Thursday, July 8, 2010

Nostalgia

Life in Istanbul continues on. And I never stop feeling like I am living in some sort of beautiful dream. For the last five weeks we have had guests in the house and now that there is a short lull in visitors, there is time to breathe, reflect and feel that more personal connectedness with the city.

Most nights we take long, windy walks going down the same streets we have walked on hundreds of times now, each time still discovering something new but now with solid footing. I still feel slightly short of breath as I walk up the hill into the main square, I hold my nose as I pass the doner kebab stands (the dark meat never grew on me), and still laugh and smile at all the performers and the almost overwhelming sense that every type of humanity can be found on Istiklal.

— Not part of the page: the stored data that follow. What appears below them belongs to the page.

//! CLI error types.

use crate::config::ConfigError;
use std::path::PathBuf;
use thiserror::Error;

/// CLI errors.
///
/// This enum is marked `#[non_exhaustive]` to allow adding new variants
/// in future versions without breaking downstream code.
#[derive(Debug, Error)]
#[non_exhaustive]
pub enum Error {
    /// An argument was rejected before any log I/O.
    #[error("{0}")]
    Validation(String),

    /// The repository root does not exist or is not a directory.
    #[error("repository root {} is not a directory", path.display())]
    RepoRoot { path: PathBuf },

    /// A tree-sitter parse output file could not be read.
    #[error("failed to read parse output {}: {source}", path.display())]
    ParseOutputRead {
        path: PathBuf,
        #[source]
        source: std::io::Error,
    },

    /// A tree-sitter parse output file is not JSON.
    #[error("parse output {} is not valid JSON: {source}", path.display())]
    ParseOutputJson {
        path: PathBuf,
        #[source]
        source: serde_json::Error,
    },

    /// Configuration is invalid or unreadable.
    #[error(transparent)]
    Config(#[from] ConfigError),

    /// An error occurred in the event log layer.
    #[error(transparent)]
    Log(#[from] eventlog::Error),

    /// Output could not be encoded.
    #[error("failed to encode output: {0}")]
    Output(#[from] serde_json::Error),
}

impl Error {
    /// Process exit code for this error.
    pub fn exit_code(&self) -> i32 {
        match self {
            Error::Validation(_)
            | Error::RepoRoot { .. }
            | Error::ParseOutputJson { .. }
            | Error::Log(eventlog::Error::Validation(_)) => 2,
            Error::Log(eventlog::Error::LogDecode { .. }) => 3,
            Error::Log(eventlog::Error::LogWrite { .. }) => 4,
            Error::Config(_) => 5,
            Error::ParseOutputRead { .. } | Error::Log(_) | Error::Output(_) => 1,
        }
    }
}

pub type Result<T> = std::result::Result<T, Error>;
//! Agenda: a timed unit within a meeting.
//!
//! Only `AgendaType::Agenda` entries that reached `AgendaStatus::Completed`
//! feed into meeting reports; breaks and unfinished items are skipped.

use crate::domain::time::{ensure_whole_seconds, hhmm};
use crate::domain::{AgendaId, DomainError, MeetingId};
use chrono::TimeDelta;
use serde::{Deserialize, Serialize};

#[derive(Debug, Clone, Copy, PartialEq, Eq, Serialize, Deserialize)]
#[serde(rename_all = "lowercase")]
pub enum AgendaType {
    Agenda,
    Break,
}

#[derive(Debug, Clone, Copy, PartialEq, Eq, Serialize, Deserialize)]
#[serde(rename_all = "snake_case")]
pub enum AgendaStatus {
    Pending,
    InProgress,
    Paused,
    Completed,
    Canceled,
}

impl AgendaType {
    pub fn as_str(&self) -> &'static str {
        match self {
            Self::Agenda => "agenda",
            Self::Break => "break",
        }
    }

    pub fn parse(s: &str) -> Option<Self> {
        match s {
            "agenda" => Some(Self::Agenda),
            "break" => Some(Self::Break),
            _ => None,
        }
    }
}

impl AgendaStatus {
    pub fn as_str(&self) -> &'static str {
        match self {
            Self::Pending => "pending",
            Self::InProgress => "in_progress",
            Self::Paused => "paused",
            Self::Completed => "completed",
            Self::Canceled => "canceled",
        }
    }

    pub fn parse(s: &str) -> Option<Self> {
        match s {
            "pending" => Some(Self::Pending),
            "in_progress" => Some(Self::InProgress),
            "paused" => Some(Self::Paused),
            "completed" => Some(Self::Completed),
            "canceled" => Some(Self::Canceled),
            _ => None,
        }
    }

    pub fn is_terminal(&self) -> bool {
        matches!(self, Self::Completed | Self::Canceled)
    }
}

#[derive(Debug, Clone, PartialEq, Eq, Serialize, Deserialize)]
pub struct Agenda {
    pub id: AgendaId,
    pub meeting_id: MeetingId,
    pub title: String,
    #[serde(rename = "type")]
    pub kind: AgendaType,
    pub status: AgendaStatus,
    #[serde(with = "hhmm")]
    pub estimated_duration: TimeDelta,
    /// Set on completion.
    #[serde(with = "hhmm::option")]
    pub actual_duration: Option<TimeDelta>,
}

/// Input for `AgendaService::add_agenda`.
#[derive(Debug, Clone, PartialEq, Eq, Serialize, Deserialize)]
pub struct AgendaCreateRequest {
    pub title: String,
    #[serde(rename = "type")]
    pub kind: AgendaType,
    #[serde(with = "hhmm")]
    pub estimated_duration: TimeDelta,
}

impl AgendaCreateRequest {
    pub fn into_agenda(self, id: AgendaId, meeting_id: MeetingId) -> Result<Agenda, DomainError> {
        ensure_whole_seconds("agenda estimated duration", self.estimated_duration)?;
        Ok(Agenda {
            id,
            meeting_id,
            title: self.title,
            kind: self.kind,
            status: AgendaStatus::Pending,
            estimated_duration: self.estimated_duration,
            actual_duration: None,
        })
    }
}

impl Agenda {
    /// Eligible for a meeting report.
    pub fn is_reportable(&self) -> bool {
        self.kind == AgendaType::Agenda && self.status == AgendaStatus::Completed
    }

    pub fn start(&mut self) -> Result<(), DomainError> {
        match self.status {
            AgendaStatus::Pending | AgendaStatus::Paused => {
                self.status = AgendaStatus::InProgress;
                Ok(())
            }
            _ => Err(self.rejected("start")),
        }
    }

    pub fn pause(&mut self) -> Result<(), DomainError> {
        match self.status {
            AgendaStatus::InProgress => {
                self.status = AgendaStatus::Paused;
                Ok(())
            }
            _ => Err(self.rejected("pause")),
        }
    }

    pub fn complete(&mut self, actual: TimeDelta) -> Result<(), DomainError> {
        match self.status {
            AgendaStatus::InProgress | AgendaStatus::Paused => {
                if actual < TimeDelta::zero() {
                    return Err(DomainError::InvalidState(format!(
                        "agenda {} actual duration cannot be negative",
                        self.id
                    )));
                }
                ensure_whole_seconds("agenda actual duration", actual)?;
                self.status = AgendaStatus::Completed;
                self.actual_duration = Some(actual);
                Ok(())
            }
            _ => Err(self.rejected("complete")),
        }
    }

    pub fn cancel(&mut self) -> Result<(), DomainError> {
        if self.status.is_terminal() {
            return Err(self.rejected("cancel"));
        }
        self.status = AgendaStatus::Canceled;
        Ok(())
    }

    fn rejected(&self, action: &str) -> DomainError {
        DomainError::InvalidState(format!(
            "cannot {action} agenda {} in status {}",
            self.id,
            self.status.as_str()
        ))
    }
}

#[cfg(test)]
mod tests {
    use super::*;

    fn agenda(kind: AgendaType) -> Agenda {
        AgendaCreateRequest {
            title: "Roadmap".into(),
            kind,
            estimated_duration: TimeDelta::minutes(20),
        }
        .into_agenda(AgendaId(1), MeetingId(7))
        .unwrap()
    }

    #[test]
    fn completes_through_in_progress() {
        let mut a = agenda(AgendaType::Agenda);
        assert!(!a.is_reportable());
        a.start().unwrap();
        a.pause().unwrap();
        a.start().unwrap();
        a.complete(TimeDelta::minutes(25)).unwrap();
        assert_eq!(a.status, AgendaStatus::Completed);
        assert_eq!(a.actual_duration, Some(TimeDelta::minutes(25)));
        assert!(a.is_reportable());
    }

    #[test]
    fn pending_agenda_cannot_complete() {
        let mut a = agenda(AgendaType::Agenda);
        let err = a.complete(TimeDelta::minutes(1)).unwrap_err();
        assert!(matches!(err, DomainError::InvalidState(_)));
        assert_eq!(a.status, AgendaStatus::Pending);
        assert_eq!(a.actual_duration, None);
    }

    #[test]
    fn sub_second_durations_are_rejected() {
        let err = AgendaCreateRequest {
            title: "Standup".into(),
            kind: AgendaType::Agenda,
            estimated_duration: TimeDelta::milliseconds(1500),
        }
        .into_agenda(AgendaId(2), MeetingId(7))
        .unwrap_err();
        assert!(matches!(err, DomainError::InvalidState(_)));

        let mut a = agenda(AgendaType::Agenda);
        a.start().unwrap();
        assert!(a.complete(TimeDelta::milliseconds(250)).is_err());
        assert_eq!(a.status, AgendaStatus::InProgress);
        assert_eq!(a.actual_duration, None);
    }

    #[test]
    fn completed_breaks_are_not_reportable() {
        let mut a = agenda(AgendaType::Break);
        a.start().unwrap();
        a.complete(TimeDelta::minutes(10)).unwrap();
        assert!(!a.is_reportable());
    }

    #[test]
    fn terminal_states_reject_cancel() {
        let mut a = agenda(AgendaType::Agenda);
        a.cancel().unwrap();
        assert!(a.cancel().is_err());
        assert!(a.start().is_err());
    }

    #[test]
    fn status_strings_round_trip() {
        for status in [
            AgendaStatus::Pending,
            AgendaStatus::InProgress,
            AgendaStatus::Paused,
            AgendaStatus::Completed,
            AgendaStatus::Canceled,
        ] {
            assert_eq!(AgendaStatus::parse(status.as_str()), Some(status));
        }
        assert_eq!(AgendaType::parse("break"), Some(AgendaType::Break));
        assert_eq!(AgendaType::parse("lunch"), None);
    }
}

It may be a bit preemptive but already I am missing this beautiful city. I find myself sitting at the kitchen table watching the endless stream of boats going by and coming to terms with the realization that like those boats I am just passing and soon these times in Istanbul will be a fond memory. I get scared by the notion that life might never be better than this. Not because this is not enough. This is everything I could hope for but that instead as life passes by, I will always be looking with eyes to the past towards some definition of perfection that has already been achieved but can't be duplicated.

But that is a negative way to look at things. Instead, I will aspire to be like Anais Nin who said, "I tend to feel negatively about nostalgia; I think we go back when we feel stunted in the present life. People who are nostalgic have known something good in the past and want to pick it up again;...I don't have that nostalgic craving. Each cycle of my life interested me equally, but I have no desire to go back to any of them."